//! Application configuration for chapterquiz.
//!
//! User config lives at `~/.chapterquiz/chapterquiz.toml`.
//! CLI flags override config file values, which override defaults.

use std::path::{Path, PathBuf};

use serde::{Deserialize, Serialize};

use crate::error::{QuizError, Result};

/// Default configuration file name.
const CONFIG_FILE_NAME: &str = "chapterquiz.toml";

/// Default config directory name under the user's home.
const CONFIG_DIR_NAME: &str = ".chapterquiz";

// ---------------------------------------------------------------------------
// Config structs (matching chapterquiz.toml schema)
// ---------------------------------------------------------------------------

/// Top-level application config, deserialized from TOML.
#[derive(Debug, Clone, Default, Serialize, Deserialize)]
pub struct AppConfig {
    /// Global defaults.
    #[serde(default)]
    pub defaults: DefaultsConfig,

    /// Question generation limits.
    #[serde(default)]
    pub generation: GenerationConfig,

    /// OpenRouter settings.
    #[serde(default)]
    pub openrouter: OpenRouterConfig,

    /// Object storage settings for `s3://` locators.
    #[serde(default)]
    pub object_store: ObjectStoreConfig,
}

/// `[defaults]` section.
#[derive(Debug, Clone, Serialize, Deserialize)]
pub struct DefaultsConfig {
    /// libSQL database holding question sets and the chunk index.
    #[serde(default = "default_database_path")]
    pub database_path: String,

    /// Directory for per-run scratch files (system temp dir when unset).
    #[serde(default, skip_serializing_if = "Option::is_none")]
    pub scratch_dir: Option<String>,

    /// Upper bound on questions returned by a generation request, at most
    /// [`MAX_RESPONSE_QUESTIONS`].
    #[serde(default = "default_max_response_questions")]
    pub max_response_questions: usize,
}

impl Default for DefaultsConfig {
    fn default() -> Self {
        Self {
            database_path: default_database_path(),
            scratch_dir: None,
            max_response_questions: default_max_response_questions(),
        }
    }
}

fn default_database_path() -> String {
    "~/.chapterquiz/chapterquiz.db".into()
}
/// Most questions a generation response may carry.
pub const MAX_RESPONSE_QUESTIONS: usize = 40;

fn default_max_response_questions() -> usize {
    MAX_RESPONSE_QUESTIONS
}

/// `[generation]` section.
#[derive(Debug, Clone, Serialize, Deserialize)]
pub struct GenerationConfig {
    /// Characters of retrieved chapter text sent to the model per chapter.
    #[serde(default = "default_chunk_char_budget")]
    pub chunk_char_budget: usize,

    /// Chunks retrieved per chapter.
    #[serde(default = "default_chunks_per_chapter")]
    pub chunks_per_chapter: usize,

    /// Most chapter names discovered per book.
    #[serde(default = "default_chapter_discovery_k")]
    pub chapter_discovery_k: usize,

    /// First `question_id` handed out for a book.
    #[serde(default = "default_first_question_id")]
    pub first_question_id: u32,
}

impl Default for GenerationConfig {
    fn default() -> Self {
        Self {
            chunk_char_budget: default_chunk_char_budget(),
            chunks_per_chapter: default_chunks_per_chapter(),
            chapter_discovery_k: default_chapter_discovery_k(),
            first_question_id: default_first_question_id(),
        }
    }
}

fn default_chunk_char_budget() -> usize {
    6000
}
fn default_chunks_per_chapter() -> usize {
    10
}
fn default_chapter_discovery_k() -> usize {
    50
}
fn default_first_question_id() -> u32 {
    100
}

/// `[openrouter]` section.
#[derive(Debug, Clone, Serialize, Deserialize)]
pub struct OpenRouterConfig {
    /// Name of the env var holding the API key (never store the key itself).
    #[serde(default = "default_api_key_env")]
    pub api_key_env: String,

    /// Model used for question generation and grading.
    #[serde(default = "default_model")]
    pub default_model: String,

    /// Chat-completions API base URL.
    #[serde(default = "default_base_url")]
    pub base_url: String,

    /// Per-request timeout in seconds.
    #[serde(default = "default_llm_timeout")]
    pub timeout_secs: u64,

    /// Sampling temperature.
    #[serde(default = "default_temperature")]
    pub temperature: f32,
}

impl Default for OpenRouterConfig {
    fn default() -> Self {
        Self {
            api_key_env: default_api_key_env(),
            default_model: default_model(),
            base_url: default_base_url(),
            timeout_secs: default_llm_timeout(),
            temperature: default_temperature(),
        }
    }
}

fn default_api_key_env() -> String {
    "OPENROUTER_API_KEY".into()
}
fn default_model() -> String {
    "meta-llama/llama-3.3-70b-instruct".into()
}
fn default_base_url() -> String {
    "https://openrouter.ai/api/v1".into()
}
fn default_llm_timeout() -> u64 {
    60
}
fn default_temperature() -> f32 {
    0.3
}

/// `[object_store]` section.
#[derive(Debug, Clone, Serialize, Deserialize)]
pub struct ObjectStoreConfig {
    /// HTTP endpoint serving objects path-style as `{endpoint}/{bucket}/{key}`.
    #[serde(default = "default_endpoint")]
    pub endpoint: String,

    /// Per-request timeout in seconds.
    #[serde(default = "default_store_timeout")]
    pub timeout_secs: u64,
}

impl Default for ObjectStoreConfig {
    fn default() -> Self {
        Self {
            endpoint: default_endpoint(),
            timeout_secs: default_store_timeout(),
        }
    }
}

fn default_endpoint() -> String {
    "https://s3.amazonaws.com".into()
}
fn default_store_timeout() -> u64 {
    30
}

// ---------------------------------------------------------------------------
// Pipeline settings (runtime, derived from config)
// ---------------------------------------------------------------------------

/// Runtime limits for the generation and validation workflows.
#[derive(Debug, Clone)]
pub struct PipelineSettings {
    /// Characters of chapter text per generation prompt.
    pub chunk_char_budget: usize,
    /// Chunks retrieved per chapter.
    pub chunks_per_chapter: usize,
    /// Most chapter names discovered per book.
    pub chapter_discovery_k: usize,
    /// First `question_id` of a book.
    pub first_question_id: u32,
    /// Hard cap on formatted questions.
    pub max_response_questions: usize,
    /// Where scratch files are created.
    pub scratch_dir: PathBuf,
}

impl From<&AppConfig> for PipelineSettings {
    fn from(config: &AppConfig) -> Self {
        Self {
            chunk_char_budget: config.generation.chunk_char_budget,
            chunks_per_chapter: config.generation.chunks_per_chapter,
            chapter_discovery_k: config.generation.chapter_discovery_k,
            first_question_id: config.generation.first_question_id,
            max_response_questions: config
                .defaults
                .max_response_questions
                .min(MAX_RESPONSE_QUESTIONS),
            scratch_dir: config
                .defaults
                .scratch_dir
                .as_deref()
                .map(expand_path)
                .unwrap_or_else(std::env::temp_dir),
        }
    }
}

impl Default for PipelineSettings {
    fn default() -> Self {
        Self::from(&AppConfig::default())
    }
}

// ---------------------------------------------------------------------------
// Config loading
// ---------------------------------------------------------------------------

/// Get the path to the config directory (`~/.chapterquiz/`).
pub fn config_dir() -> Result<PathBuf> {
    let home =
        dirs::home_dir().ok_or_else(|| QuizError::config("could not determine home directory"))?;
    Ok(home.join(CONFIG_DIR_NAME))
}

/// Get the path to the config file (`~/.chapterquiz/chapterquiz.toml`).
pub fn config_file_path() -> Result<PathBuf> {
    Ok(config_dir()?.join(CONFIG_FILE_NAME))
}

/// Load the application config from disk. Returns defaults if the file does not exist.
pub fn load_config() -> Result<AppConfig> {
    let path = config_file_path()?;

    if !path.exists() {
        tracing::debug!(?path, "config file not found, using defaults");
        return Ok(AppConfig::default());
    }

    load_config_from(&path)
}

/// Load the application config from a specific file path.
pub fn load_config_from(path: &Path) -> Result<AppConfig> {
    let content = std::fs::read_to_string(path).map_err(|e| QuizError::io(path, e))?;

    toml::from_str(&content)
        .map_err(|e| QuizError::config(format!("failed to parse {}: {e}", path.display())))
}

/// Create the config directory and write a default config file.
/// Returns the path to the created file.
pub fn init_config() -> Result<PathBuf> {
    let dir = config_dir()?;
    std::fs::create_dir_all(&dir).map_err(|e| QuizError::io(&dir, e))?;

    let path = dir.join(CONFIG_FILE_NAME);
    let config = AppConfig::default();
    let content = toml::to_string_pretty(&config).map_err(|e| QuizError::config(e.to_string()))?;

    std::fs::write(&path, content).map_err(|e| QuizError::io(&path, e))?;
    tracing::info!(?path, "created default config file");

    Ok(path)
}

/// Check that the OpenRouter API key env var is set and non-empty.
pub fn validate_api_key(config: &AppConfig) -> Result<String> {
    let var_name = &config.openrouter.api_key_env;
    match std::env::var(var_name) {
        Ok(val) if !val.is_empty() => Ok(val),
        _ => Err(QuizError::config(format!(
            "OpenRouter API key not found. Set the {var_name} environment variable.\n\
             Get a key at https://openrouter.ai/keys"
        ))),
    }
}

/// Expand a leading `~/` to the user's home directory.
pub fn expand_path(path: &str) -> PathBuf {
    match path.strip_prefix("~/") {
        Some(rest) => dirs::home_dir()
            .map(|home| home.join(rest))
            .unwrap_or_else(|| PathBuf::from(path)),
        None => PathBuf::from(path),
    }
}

—————

**Problem requirements**
If the string "files" appears in a line of the entries, report the line.

**Solution to the problem**
    /// Directory for per-run scratch files (system temp dir when unset).
    /// Where scratch files are created.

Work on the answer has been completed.